Bella Donna

Chapter 48

She took up the palm-leaf fan which he had laid upon the table.

"Let me see!"

How should she get at him? What method was the best? Somehow she did not feel inclined to be subtle with him. As she had powdered her face before him so she could calmly have applied the kohl to her eyelids, and so she could now be crude in speech with him. What a rest, what an almost sensuous joy that was! And she had only just realized it, suddenly, very thoroughly.

"What are you like?" she said. "I want to know."

She moved the fan gently, very languidly, to and fro.

"But you can tell me, because you can see me all the time, and I cannot see myself unless I take the gla.s.s," he said.

"Not outside, Baroudi, inside."

She spoke rather as if to a child.

"The man who shows all that is in him to a woman is not a clever man."

"But clever men often do that, without knowing they are doing it."

"You are thinking of your Englishmen," he said, but apparently without sarcasm.

She remembered their first conversation alone.

"The fine fellers--the rulers!" she said.

He did not answer her smile.

"Your Englishmen show what they are.

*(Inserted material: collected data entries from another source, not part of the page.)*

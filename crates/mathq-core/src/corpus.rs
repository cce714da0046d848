//! Reference question corpus: record type and JSON loader.
//!
//! The corpus is loaded once at startup and never mutated at runtime. Its
//! order is load-bearing: slot `i` of the vector index corresponds to entry
//! `i` of the loaded corpus, so the loader preserves file order exactly.

use std::path::Path;

use serde::{Deserialize, Serialize};
use thiserror::Error;

/// Errors produced while loading the corpus file.
#[derive(Debug, Error)]
pub enum CorpusError {
    /// The corpus file could not be read.
    #[error("failed to read corpus file {path}: {source}")]
    Io {
        /// Path that failed to read.
        path: String,
        /// Underlying I/O error.
        #[source]
        source: std::io::Error,
    },

    /// The corpus file is not valid JSON in the expected shape.
    #[error("failed to parse corpus file {path}: {source}")]
    Parse {
        /// Path that failed to parse.
        path: String,
        /// Underlying JSON error.
        #[source]
        source: serde_json::Error,
    },

    /// The corpus parsed but contains no questions.
    #[error("corpus file {path} contains no questions")]
    Empty {
        /// Path of the empty corpus.
        path: String,
    },
}

/// A reference question from the fixed duplicate-detection corpus.
///
/// Immutable after load. The embedding vector is held by the vector index,
/// not here; positional alignment ties the two together.
#[derive(Clone, Debug, Serialize, Deserialize, PartialEq, Eq)]
pub struct CorpusQuestion {
    /// Unique, stable question id.
    pub id: i64,
    /// The question text.
    #[serde(rename = "question")]
    pub text: String,
    /// Mathematical domain (e.g. "calculus").
    pub domain: String,
    /// Subdomain within the domain (e.g. "differentiation").
    pub subdomain: String,
}

/// Load the corpus from a JSON file containing an array of questions.
///
/// Preserves file order. An empty array is rejected: a service with no
/// corpus cannot answer similarity queries, so this is a startup failure
/// rather than something to discover per-request.
pub fn load_corpus(path: &Path) -> Result<Vec<CorpusQuestion>, CorpusError> {
    let raw = std::fs::read_to_string(path).map_err(|source| CorpusError::Io {
        path: path.display().to_string(),
        source,
    })?;

    let questions: Vec<CorpusQuestion> =
        serde_json::from_str(&raw).map_err(|source| CorpusError::Parse {
            path: path.display().to_string(),
            source,
        })?;

    if questions.is_empty() {
        return Err(CorpusError::Empty {
            path: path.display().to_string(),
        });
    }

    Ok(questions)
}

// ─────────────────────────────────────────────────────────────────────────────
// Tests
// ─────────────────────────────────────────────────────────────────────────────

#[cfg(test)]
mod tests {
    use super::*;
    use std::io::Write;

    fn write_corpus(contents: &str) -> tempfile::NamedTempFile {
        let mut file = tempfile::NamedTempFile::new().unwrap();
        file.write_all(contents.as_bytes()).unwrap();
        file
    }

    #[test]
    fn loads_questions_in_file_order() {
        let file = write_corpus(
            r#"[
                {"id": 7, "question": "What is the derivative of x^2?", "domain": "calculus", "subdomain": "differentiation"},
                {"id": 3, "question": "Prove that sqrt(2) is irrational.", "domain": "analysis", "subdomain": "proofs"}
            ]"#,
        );
        let corpus = load_corpus(file.path()).unwrap();
        assert_eq!(corpus.len(), 2);
        assert_eq!(corpus[0].id, 7);
        assert_eq!(corpus[0].text, "What is the derivative of x^2?");
        assert_eq!(corpus[1].id, 3);
        assert_eq!(corpus[1].subdomain, "proofs");
    }

    #[test]
    fn empty_corpus_is_an_error() {
        let file = write_corpus("[]");
        let err = load_corpus(file.path()).unwrap_err();
        assert!(matches!(err, CorpusError::Empty { .. }));
    }

    #[test]
    fn malformed_json_is_a_parse_error() {
        let file = write_corpus("{not json");
        let err = load_corpus(file.path()).unwrap_err();
        assert!(matches!(err, CorpusError::Parse { .. }));
    }

    #[test]
    fn missing_file_is_an_io_error() {
        let err = load_corpus(Path::new("/nonexistent/questions.json")).unwrap_err();
        assert!(matches!(err, CorpusError::Io { .. }));
    }

    #[test]
    fn missing_field_is_a_parse_error() {
        let file = write_corpus(r#"[{"id": 1, "question": "q"}]"#);
        let err = load_corpus(file.path()).unwrap_err();
        assert!(matches!(err, CorpusError::Parse { .. }));
    }
}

They do not care to hide anything.

If any one does not like all they are, so much the worse for him. Let him have a kick and no piastre. And to the women they are the same--no!

that is not true."

He checked himself.

"No; to the men they are men who are ready to kick, but to the women they are boys. A woman takes a boy by the ear"--he put his left hand over his head and took hold of his right ear by the top--"so, and leads him where she pleases. So the woman leads the Englishman. But we are not like that."

She gazed at the brown hand that held the ear. How unnatural that action had seemed to her! Yet to him it was perfectly natural. Surely in everything he was the opposite of all that she was accustomed to. He took his hand away from his ear.

"How much have you been out of Egypt?" she asked him.

"Not very much. I have been three times to Naples in the hot weather. My father had a villa at Posilipo. I have been with my father to Vichy. I have been four times to Paris. I have been to Constantinople, and I have travelled in Syria."

"Did you go to Palestine?"

"Jerusalem--no. That is for Copts!"

He spoke with disdain. Then he added, with a sort of calm pride and a certain accession of dignity:

"I have been, of course, to Mecca."

"The real man--is he to be found in his religion?"

The thought came to her, and again she--she of all women! How strange that was!--felt the fascination of his faith.

"To Mecca!" she said.

Men pa.s.sed through deserts to reach the holy places. Nigel one evening had told her something of that journey, and she had felt rather bored.

Now she looked at a pilgrim who had gone with the Sacred Carpet, and she was bored no longer.

"Hamza--is he your servant?" she asked, with an apparent irrelevance, that was not really irrelevance.

"He is a donkey-boy at Luxor."

"Yes. He used not to be my donkey-boy. He has only been my donkey-boy since--since my husband has gone. They say in Luxor he is really a dervish."

"They say many things in Luxor."

"They call him the praying donkey-boy. Has he too been to Mecca?"

His face slightly changed. The eyes narrowed, the sloping brows came down. But after a short pause he answered:

"He went to Mecca with me. I paid for him to go."

She did not know much of Mohammedans, but she knew enough to be aware that Hamza was not likely to forget that benefit. And Baroudi had chosen Hamza to be her donkey-boy. She felt as if the hands of Islam were laid upon her.

"Hamza must be very grateful to you!" she said, slowly.

Baroudi made no reply. She looked away over the wild geraniums, down the alley between the trees to the hollow in the river-bank, and she saw a lateen sail glide by, and vanish behind the trees, going towards the south. In a moment another came, then a third, a fourth. The fourth was orange-coloured. For an instant she followed its course beyond the leaves of the orange-trees. How many boats were going southwards!

"All the boats are going southwards to-day," she said.

"The breeze is from the north," he answered, prosaically.

"I want to go further up the Nile."

"If you go, you should take a dahabeeyah."

"Like the _Loulia_. But I am sure there is not a second _Loulia_ on the Nile."

"Do you think you would like to live for a time upon my _Loulia_?"

She nodded, without speaking.

More lateen sails went by, like wings. The effect of them was bizarre, seen thus from a distance and without the bodies to which they were attached. They became mysterious, and Mrs. Armine was conscious of their mystery. With Baroudi she felt strangeness, mystery, romance, things she had either as a rule ignored or openly jeered at during many years of her life. Did she feel them because he did? The question could not be answered till she knew more of what he felt.

"Perhaps it will be so. Perhaps you will live upon the _Loulia_," he said.

"How could I? And when?"

"We do in our lives many things we have said to ourselves we never shall do. And we often do them just at the times when we have thought they will be impossible to do."